New Delhi: Stubble burning in Punjab and Haryana has been blamed for the ‘severe plus’ air pollution levels in Delhi NCR and the recent thick toxic smog. In the month of November, farmers typically harvest rice to sow wheat. After the harvest, they often set the leftover plant debris (50-60 cm) on fire to clear fields for the next plantings, a practice known as stubble burning which has become an annual nuisance for the environment and human health.
Notably, stubble burning is a relatively new phenomenon. In earlier times, farmers used to harvest and plow fields manually, tilling plant debris back into the soil. But the problem of stubble burning started with the mechanisation of harvesting and use of combines (a machine designed to efficiently harvest a variety of grain crop) in the early 1980s. The combine, which derives its name from combining three separate harvesting operations – reaping, threshing, and winnowing – into a single process, saves days of labour but leaves the useless paddy straw behind, leaving farmers with no choice but to burn to clear it.
Jasbir Singh Bains, Director of Agriculture, Punjab said that paddy straw composes of high silica content that animals are not able to digest, while the farmers properly manage the wheat straw as that is widely used as animal fodder. Since sufficient wheat straw is available, there is limited demand for paddy straw.
According to Punjab state’s agriculture department, about 29.26 lakh acre of land was under rice cultivation this year and Punjab produced over 182 lakh metric tonnes of rice, leaving 19.7 million tonne of stubble. The yield per acre has improved this year compared to last year when 30.46 lakh acre of land was cultivated to produce 168 lakh metric tonnes. And of the 29.26 lakh acre of land, 24.50 lakh hectares was under paddy and the rest under Basmati rice (fine quality rice), which has low silica content in its straw.
One tonne of paddy straw contains approximately 5.5 kg nitrogen, 2.3 kg phosphorus, 25 kg potassium, 1.2 kg sulfur and 400 kg of carbon, which are mostly lost (except potassium and partial phosphorous) during paddy straw burning, stated a Punjab Agriculture University official.
It costs about Rs 2500 to 3000 to farmers for managing the crop residue in a proper way, instead of burning. But due to cost concerns and urgency to sow wheat after harvesting paddy, farmers end up burning the straw to save time, labour and of course money,” said Director of Agriculture, Punjab.
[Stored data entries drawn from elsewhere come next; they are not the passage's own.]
//! HTTP API: server, routing, and request/response mapping.

pub mod app;
pub mod authz;
pub mod config;
pub mod context;
pub mod cookies;
pub mod middleware;
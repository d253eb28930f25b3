//! Outbound mail seam.
//!
//! Actual delivery is an external collaborator; callers treat every send as
//! fire-and-forget and must never fail a request on a mail error.

use thiserror::Error;

#[derive(Debug, Error)]
pub enum MailError {
    #[error("mail relay rejected message: {0}")]
    Relay(String),
}

#[derive(Debug, Clone)]
pub struct MailMessage {
    pub to: String,
    pub subject: String,
    pub body: String,
}

pub trait Mailer: Send + Sync {
    fn send(&self, msg: MailMessage) -> Result<(), MailError>;
}

/// Mailer that records deliveries in the log instead of relaying.
///
/// Stands in wherever no relay is configured (dev, tests); the sender
/// address comes from the mail credentials in the environment.
#[derive(Debug, Clone)]
pub struct LogMailer {
    pub from: String,
}

impl LogMailer {
    pub fn new(from: impl Into<String>) -> Self {
        Self { from: from.into() }
    }
}

impl Mailer for LogMailer {
    fn send(&self, msg: MailMessage) -> Result<(), MailError> {
        tracing::info!(
            from = %self.from,
            to = %msg.to,
            subject = %msg.subject,
            "mail delivery (log only)"
        );
        Ok(())
    }
}
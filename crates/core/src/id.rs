//! Strongly-typed identifiers used across the domain.

use core::str::FromStr;
use serde::{Deserialize, Serialize};
use uuid::Uuid;

use crate::error::DomainError;

/// Identifier of a user document.
#[derive(Debug, Copy, Clone, PartialEq, Eq, Hash, Serialize, Deserialize)]
#[serde(transparent)]
pub struct UserId(Uuid);

/// Identifier of an asset document.
#[derive(Debug, Copy, Clone, PartialEq, Eq, Hash, Serialize, Deserialize)]
#[serde(transparent)]
pub struct AssetId(Uuid);

/// Identifier of an asset-request document.
#[derive(Debug, Copy, Clone, PartialEq, Eq, Hash, Serialize, Deserialize)]
#[serde(transparent)]
pub struct RequestId(Uuid);

/// Identifier of a recorded payment.
#[derive(Debug, Copy, Clone, PartialEq, Eq, Hash, Serialize, Deserialize)]
#[serde(transparent)]
pub struct PaymentId(Uuid);

macro_rules! impl_uuid_newtype {
    ($t:ty, $name:literal) => {
        impl $t {
            /// Create a new identifier.
            ///
            /// Uses UUIDv7 (time-ordered). Prefer passing IDs explicitly in tests
            /// for determinism.
            pub fn new() -> Self {
                Self(Uuid::now_v7())
            }

            pub fn from_uuid(uuid: Uuid) -> Self {
                Self(uuid)
            }

            pub fn as_uuid(&self) -> &Uuid {
                &self.0
            }
        }

        impl Default for $t {
            fn default() -> Self {
                Self::new()
            }
        }

        impl core::fmt::Display for $t {
            fn fmt(&self, f: &mut core::fmt::Formatter<'_>) -> core::fmt::Result {
                core::fmt::Display::fmt(&self.0, f)
            }
        }

        impl From<Uuid> for $t {
            fn from(value: Uuid) -> Self {
                Self(value)
            }
        }

        impl From<$t> for Uuid {
            fn from(value: $t) -> Self {
                value.0
            }
        }

        impl FromStr for $t {
            type Err = DomainError;

            fn from_str(s: &str) -> Result<Self, Self::Err> {
                let uuid = Uuid::from_str(s)
                    .map_err(|e| DomainError::invalid_id(format!("{}: {}", $name, e)))?;
                Ok(Self(uuid))
            }
        }
    };
}

impl_uuid_newtype!(UserId, "UserId");
impl_uuid_newtype!(AssetId, "AssetId");
impl_uuid_newtype!(RequestId, "RequestId");
impl_uuid_newtype!(PaymentId, "PaymentId");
Speaking about Centre’s grant to Punjab for crop residue management, Mr Bains said that Centre allocated about 1109 crore for 3 years and Rs. 49.08 crore was released in 2016-17 and Rs 48.5 crore has been released for 2017-18 which is being utilised for giving subsidy to farmers to buy crop residue management machines.
We are giving 40 percent subsidy on machines that farmers will have to buy to manage the straw. However, we have limited the maximum subsidy amount to Rs 50,000, Mr Bains added.
In the wake of air pollution crisis in the national capital, the Union Agriculture Ministry issued an advisory to Delhi and its neighbouring state governments to create awareness among the farmers about the harmful effect of straw burning. The ministry also directed the governments to facilitate farmers in purchasing residue management machines and equipment.
According to the advisory, the state governments were also directed that Rs. 4000 per hectare shall be used from the funds available for demonstration of machines of straw management machinery at farmers’ fields.
Speaking on these directives, Mr Bains said, “The government and agriculture department is doing everything possible to create awareness among farmers to stop stubble burning and opt for available machines. But these machines require an investment of over a lakh, but small and medium farmers don’t have the money. Most are reeling from debts.”
“We have been setting up camps in villages to demonstrate how Super Straw Management System or S-SMS, a machine developed and recommended by Punjab Agriculture University to manage straw can be used,” he further added.
Manjeet Singh Makkar, who heads the farm machinery and power engineering department at Punjab Agricultural University, suggested that farmers should install S-SMS, which cost 1.25 lakh, on their combine harvesters to get around the problem of stubble burning.
A farmer buying S-SMS will get 40 percent subsidy on the total cost. Notably, over 29 manufactures are using S-SMS technology developed by Punjab Agriculture University for mass production. S-SMS cuts the straw into small pieces and scatters it evenly. Once this is done, another machine “Happy Seeder” which also costs around Rs. 1.25 lakh, can be mounted on a tractor to sow wheat and put the cut straw over the area as mulch, which improves soil fertility, said Mr Makkar.
The National Green Tribunal recommended penalising farmers who burn stubble, and Punjab attempted it but to no avail. Rather than penalising to stop stubble burning, the government should find uses for the stubble as farmers get no incentive to take the pain of extracting the stubble. Also, if the production of crops other than paddy is made more lucrative to farmers, then farmers may switch to growing those.